California’s recent rainfalls have been catastrophic for many. But some wine industry experts say there may be an unexpected silver lining: Heavy rains seem to have not only recharged drought-thirsty aquifers and water tables, but also flushed away, or leached, toxic vineyard salt deposits.
This is no small thing. Salts in soil contain important micronutrients, but some—like sodium, chloride and boron—carry a toxic punch if left to accumulate, a problem exacerbated by California’s recent droughts. It’s a spot of good news in an otherwise dreary California news cycle.
Growing Condition Impacts
Without leaching, toxic salt deposits infiltrate vines and their root systems. This directly impacts growing conditions and vineyard productivity. “Our harvest 2022 was off by between 20% to 30%,” says Jeff Newton, president and CEO of Coastal Vineyard Care Associates. The organization farms about 4,000 acres throughout Santa Barbara County. “One of the main reasons is that we just haven’t had the leaching that we’ve needed over the last several years.”

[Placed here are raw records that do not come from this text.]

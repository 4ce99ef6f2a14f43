//! Raw swarm performance at steady state, across a univariate batch:
//! gather collated frames, reduce to steady state, prepare the
//! distribution, emit the summary line graph.

use std::path::PathBuf;

use log::info;

use crate::analysis::{self, collate};
use crate::config::SweepConfig;
use crate::criteria::{AxisMetadata, BatchCriteria, MeasureApplicability};
use crate::error::{Error, Result};
use crate::plotting::SummaryLineGraph;
use crate::stats;

/// Stem of every artifact this measure writes.
pub const LEAF: &str = "PM-ss-raw";

/// Raw steady-state performance measure over a 1-D sweep.
pub struct SteadyStateRaw<'a> {
    config: &'a SweepConfig,
}

impl<'a> SteadyStateRaw<'a> {
    pub fn new(config: &'a SweepConfig) -> Self {
        Self { config }
    }

    /// Run the full pipeline for one batch, returning the path of the
    /// emitted graph artifact.
    pub fn from_batch(&self, criteria: &BatchCriteria) -> Result<PathBuf> {
        if !criteria.pm_query("raw") {
            return Err(Error::MeasureNotApplicable {
                measure: "raw".to_string(),
                criteria: criteria.cli_arg().to_string(),
            });
        }

        info!("steady-state raw: from {}", self.config.collate_root.display());

        let names = criteria.experiment_names()?;
        let collated = collate::gather(&self.config.collate_root, &names, &self.config.perf_leaf)?;
        let reduced = analysis::steady_state(&collated)?;

        stats::prepare(
            &self.config.stats_root,
            LEAF,
            &names,
            &reduced,
            &self.config.dist_stats,
        )?;

        SummaryLineGraph {
            stats_root: self.config.stats_root.clone(),
            input_stem: LEAF.to_string(),
            output_fpath: self.config.graph_root.join(format!("{}.json", LEAF)),
            title: self.config.title.clone(),
            xlabel: criteria.axis_label().to_string(),
            ylabel: self.config.ylabel.clone(),
            xticks: criteria.axis_tick_positions(Some(&names))?,
        }
        .generate()
    }
}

Salt-poisoned plants dehydrate, desiccate and even die. Leaves “burn,” or turn brown. Grape quality also suffers. “We have been in a very real drought these past few years, and with that, you get an accumulation of salt in the soils, which can impact the quality of the grapes,” says winemaker Ryan Prichard of Sonoma’s Three Sticks Wines. “These heavy rains help flush these salts out, and renew some of the life force in the soils.”
Not a Drop to Drink
Ironically, surface salt build-up can also contaminate ground and well water, resulting in salty irrigation water. “As our wells have been drawn down due to drought, we do end up irrigating with less quality water,” says Craig Ledbetter, vice president and partner at Vino Farms in Lodi. “Salt intrusion on the west side of Lodi is highly possible due to its location to the Delta, and its influence on ground water.”